In this piece, I make a case for why schools should lean into the hybrid and online course infrastructure that they have built during the pandemic. Hybrid and online courses and programs provide schools several advantages:

  1. Increased flexibility, for both long-term and short-term student circumstances
  2. Enhanced residential learning, by incorporating personalized course data, ongoing assessments, and richer media types
  3. Better returns on investments already made, through continued emergency preparedness and differentiated education offerings for price-conscious audiences

In response to a survey by Best Colleges, a majority of school administrators reported that they expected the need for online and hybrid classes to continue through 2022 and beyond.

Colleges and universities that moved away from the 200-person synchronous Zoom lecture in the Fall 2020 semester could do so because they had spent the summer developing their faculty’s online-teaching skills and providing instructional design and technology support. Online learning centers and teaching and learning offices created workshops for faculty on teaching effectively in an environment where students can’t ask clarifying questions mid-lecture. Whenever possible, faculty teamed up with instructional designers and technologists to build hybrid courses: parts of the course were available on-demand through the campus-wide learning management system (LMS), while others required participation in small group discussions or collaborative work in shared documents. 

Now that everyone in the United States is eligible for a COVID-19 vaccine starting May 1, we expect faculty and students to return to their campuses and classrooms.

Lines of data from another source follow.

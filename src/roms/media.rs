//! Downloads scraped images into the media directory.

use reqwest::Client;
use std::path::PathBuf;

use crate::resilience::RetryPolicy;
use crate::roms::metadata::RemoteImage;
use crate::store::files::is_safe_segment;

const IMAGE_EXTENSIONS: &[&str] = &["png", "jpg", "jpeg", "gif", "webp"];
const DEFAULT_EXTENSION: &str = "jpg";

#[derive(Debug, Clone, Copy, PartialEq, Eq)]
pub enum ImageKind {
    BoxArt,
    /// 1-based screenshot index.
    Screenshot(usize),
}

impl ImageKind {
    fn file_name(self, game_id: i32, extension: &str) -> String {
        match self {
            ImageKind::BoxArt => format!("{game_id}-box.{extension}"),
            ImageKind::Screenshot(n) => format!("{game_id}-ss{n}.{extension}"),
        }
    }
}

pub struct MediaStore {
    dir: PathBuf,
    url_prefix: String,
    client: Client,
    retry: RetryPolicy,
}

impl MediaStore {
    pub fn new(dir: PathBuf, url_prefix: &str, client: Client, retry: RetryPolicy) -> Self {
        Self {
            dir,
            url_prefix: url_prefix.trim_end_matches('/').to_string(),
            client,
            retry,
        }
    }

    /// Store `image` locally and return its public URL. Any failure falls back
    /// to the remote URL.
    pub async fn localize(
        &self,
        console: &str,
        game_id: i32,
        kind: ImageKind,
        image: &RemoteImage,
    ) -> String {
        match self.download(console, game_id, kind, image).await {
            Ok(url) => url,
            Err(e) => {
                tracing::warn!(
                    game_id,
                    url = %image.url,
                    error = %e,
                    "Image download failed, keeping remote URL"
                );
                image.url.clone()
            }
        }
    }

    async fn download(
        &self,
        console: &str,
        game_id: i32,
        kind: ImageKind,
        image: &RemoteImage,
    ) -> Result<String, MediaError> {
        if !is_safe_segment(console) {
            return Err(MediaError::UnsafeConsole(console.to_string()));
        }

        let response = self.retry.send(|| self.client.get(&image.url)).await?;
        let status = response.status();
        if !status.is_success() {
            return Err(MediaError::Status(status.as_u16()));
        }

        let content_type = response
            .headers()
            .get(reqwest::header::CONTENT_TYPE)
            .and_then(|v| v.to_str().ok())
            .map(str::to_string);
        let bytes = response.bytes().await?;
        if bytes.is_empty() {
            return Err(MediaError::Empty);
        }

        let extension = image_extension(image, content_type.as_deref());
        let file_name = kind.file_name(game_id, extension);
        let console_dir = self.dir.join(console);
        tokio::fs::create_dir_all(&console_dir).await?;
        tokio::fs::write(console_dir.join(&file_name), &bytes).await?;

        tracing::debug!(game_id, file = %file_name, bytes = bytes.len(), "Stored image");
        Ok(format!("{}/{console}/{file_name}", self.url_prefix))
    }
}

#[derive(Debug, thiserror::Error)]
enum MediaError {
    #[error("console name '{0}' is not a safe directory name")]
    UnsafeConsole(String),

    #[error("request failed: {0}")]
    Http(#[from] reqwest::Error),

    #[error("server returned {0}")]
    Status(u16),

    #[error("empty body")]
    Empty,

    #[error("write failed: {0}")]
    Io(#[from] std::io::Error),
}

/// Provider format, then URL suffix, then Content-Type, then `jpg`.
fn image_extension<'a>(image: &'a RemoteImage, content_type: Option<&str>) -> &'a str {
    let known = |ext: &str| IMAGE_EXTENSIONS.iter().find(|e| e.eq_ignore_ascii_case(ext)).copied();

    if let Some(ext) = image.format.as_deref().and_then(known) {
        return ext;
    }

    let from_url = url::Url::parse(&image.url).ok().and_then(|u| {
        let path = u.path();
        path.rsplit_once('.')
            .and_then(|(_, ext)| known(ext))
    });
    if let Some(ext) = from_url {
        return ext;
    }

    match content_type.map(|c| c.split(';').next().unwrap_or_default().trim()) {
        Some("image/png") => "png",
        Some("image/gif") => "gif",
        Some("image/webp") => "webp",
        _ => DEFAULT_EXTENSION,
    }
}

Some faculty have found technology-mediated, semi-synchronous adaptations of large, lecture-type classes so effective that they intend to maintain that model post-pandemic. Other faculty will likely return to the lecture halls where they conducted classes for decades before the pandemic.

So, what will be the fate of all the hybrid courses that U.S. colleges and universities have spent so much time, energy, and creativity to build? 

Flexibility

Alleviate student attrition

In an ideal world, every student would be able to return to campus for the Fall 2021 semester. Sadly, the lives of many students look significantly different today than they did before March 2020. Some students have lost family members to the pandemic. Perhaps their family’s primary breadwinner is un- or underemployed, and the student must help out by working on the side. Returning to campus just might not be possible. Without an online option, these students might be forced to defer their education. The expertise that higher education institutions have built with online teaching and learning over the past year can help these students stay in school and on track to graduating with their intended degrees.

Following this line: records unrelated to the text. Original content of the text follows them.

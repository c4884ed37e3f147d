use chrono::{DateTime, Utc};
use serde::{Deserialize, Serialize};
use sqlx::FromRow;

/// A project row from the `projects` table.
#[derive(Debug, Clone, PartialEq, FromRow, Serialize, Deserialize)]
pub struct Project {
    pub id: i32,
    #[serde(default)]
    pub language: String,
    pub title: String,
    #[serde(default)]
    pub description: Option<String>,
    #[serde(default)]
    pub url: Option<String>,
    /// Free-form, comma separated.
    #[serde(default)]
    pub technologies: Option<String>,
    #[serde(default)]
    pub display_order: i32,
    #[serde(default)]
    pub created_at: Option<DateTime<Utc>>,
    #[serde(default)]
    pub updated_at: Option<DateTime<Utc>>,
}
use axum::{
    extract::State,
    routing::get,
    Json, Router,
};

use crate::http::error::{ApiError, ApiResult};
use crate::http::params::{segment, ApiPath, ApiQuery, LanguageQuery};
use crate::http::server::AppState;
use crate::models::{BlogPost, BlogSummary};
use crate::observability::metrics;

pub fn routes() -> Router<AppState> {
    Router::new()
        .route("/", get(list_posts))
        .route("/{page}", get(get_post))
}

/// Summaries only, most recently updated first.
async fn list_posts(
    State(state): State<AppState>,
    ApiQuery(query): ApiQuery<LanguageQuery>,
) -> ApiResult<Json<Vec<BlogSummary>>> {
    let posts = state.stores.content.blog_posts(query.language()?).await?;
    Ok(Json(posts))
}

async fn get_post(
    State(state): State<AppState>,
    ApiPath(page): ApiPath<String>,
    ApiQuery(query): ApiQuery<LanguageQuery>,
) -> ApiResult<Json<BlogPost>> {
    let page = segment(&page)?;
    let post = state
        .stores
        .content
        .blog_post(page, query.language()?)
        .await?
        .ok_or(ApiError::NotFound("Blog post not found"))?;

    metrics::record_content_view("blog", page);
    Ok(Json(post))
}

Ease education stress during short-term emergencies

Back in the early 2000s, when I was in college and had to miss a week’s worth of lectures to attend a funeral, I had no choice but to depend on a friend’s notes for the classes I missed. I needed to make an appointment with a professor to get an extension on an assignment that was due the day after the funeral. If I were a student in 2020, I would simply email the professor with proof of the funeral and she would extend the assignment deadline in the LMS. I wouldn’t need my friend’s notes at all. I would log into the LMS at my leisure, watch the lectures I had missed, and read the corresponding documents. I might even attend a different recitation section than my own rather than missing it and foregoing the discussion.
Students know this level of flexibility is possible and have come to expect it from their education. And there is no reason not to provide it. The technology is there, and as long as courses are available in hybrid format, with a few adjustments students won’t have to choose between life and learning. They can live and learn.

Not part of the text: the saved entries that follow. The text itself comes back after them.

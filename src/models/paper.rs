use chrono::{DateTime, Utc};
use serde::{Deserialize, Serialize};
use sqlx::FromRow;

/// A published paper.
#[derive(Debug, Clone, PartialEq, FromRow, Serialize, Deserialize)]
pub struct Paper {
    pub id: i32,
    #[serde(default)]
    pub language: String,
    pub title: String,
    #[serde(rename = "abstract", default)]
    #[sqlx(rename = "abstract")]
    pub summary: Option<String>,
    #[serde(default)]
    pub authors: Option<String>,
    pub year: i32,
    #[serde(default)]
    pub journal: Option<String>,
    #[serde(default)]
    pub url: Option<String>,
    #[serde(default)]
    pub keywords: Option<String>,
    #[serde(default)]
    pub created_at: Option<DateTime<Utc>>,
    #[serde(default)]
    pub updated_at: Option<DateTime<Utc>>,
}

Enhanced Residential Learning

Create opportunities for more interpersonal faculty-student connections

Large lecture-format courses have traditionally suffered from a lack of personalization. Shifting the content delivery to digital channels can open up time for faculty to engage students in active learning in the classroom, where the professor can guide and shape the students’ understanding of the subject. Faculty can assess students’ learning throughout the semester through low-stakes formative assessments and make adjustments to the curriculum accordingly or design appropriate interventions for students that need them.

Personalize education with data and instructional design

Alternatively, digital technologies can be used to deliver interactive and personalized content for students that are simply not possible in an in-person lecture.

For example, in a course called Colonial Latin America, the switch to remote instruction prompted one instructor to start using the LMS as more than just a place to store files. With the help of a learning designer from Extension Engine’s Online Learning Response Team (OLRT), she’s now collecting student work via the course site instead of email, and she has adapted course assignments to make use of collaborative and social edtech tools to bring the students together as they learn. She plans to apply the changes she made to this course to her other courses in the future, commenting, “My course has never been this organized!"

Leverage the advantages of each medium to create a superior and differentiated offering

Post-pandemic, schools should invest their efforts into creating hybrid models for all their courses. While never easy, converting large lecture-format classes into blended (a mix of both online and in-person, with the two formats not interchangeable) or hybrid (available interchangeably as either online-only or in-person) versions is the simplest evolution of the various types of university classes. Given that each delivery format brings different advantages to students, converting the more challenging types of courses (labs, for example) to online, blended, and hybrid formats will only enhance the residential experience for students.

Better Returns on Investments Already Made

Be prepared for future emergencies that disrupt on-campus learning

Throughout 2020, universities and campuses invested heavily in their faculty, training them in online course design, creation, and teaching. Although unequivocally made to meet a pressing need, these investments were not cheap. The ability to teach online is a bit like learning a foreign language as an adult: Practice regularly, and it will remain fresh as you continuously acquire new tidbits. Allow it to languish, and when you next pick it up, maybe a year from now, you will have to relearn more than you expected.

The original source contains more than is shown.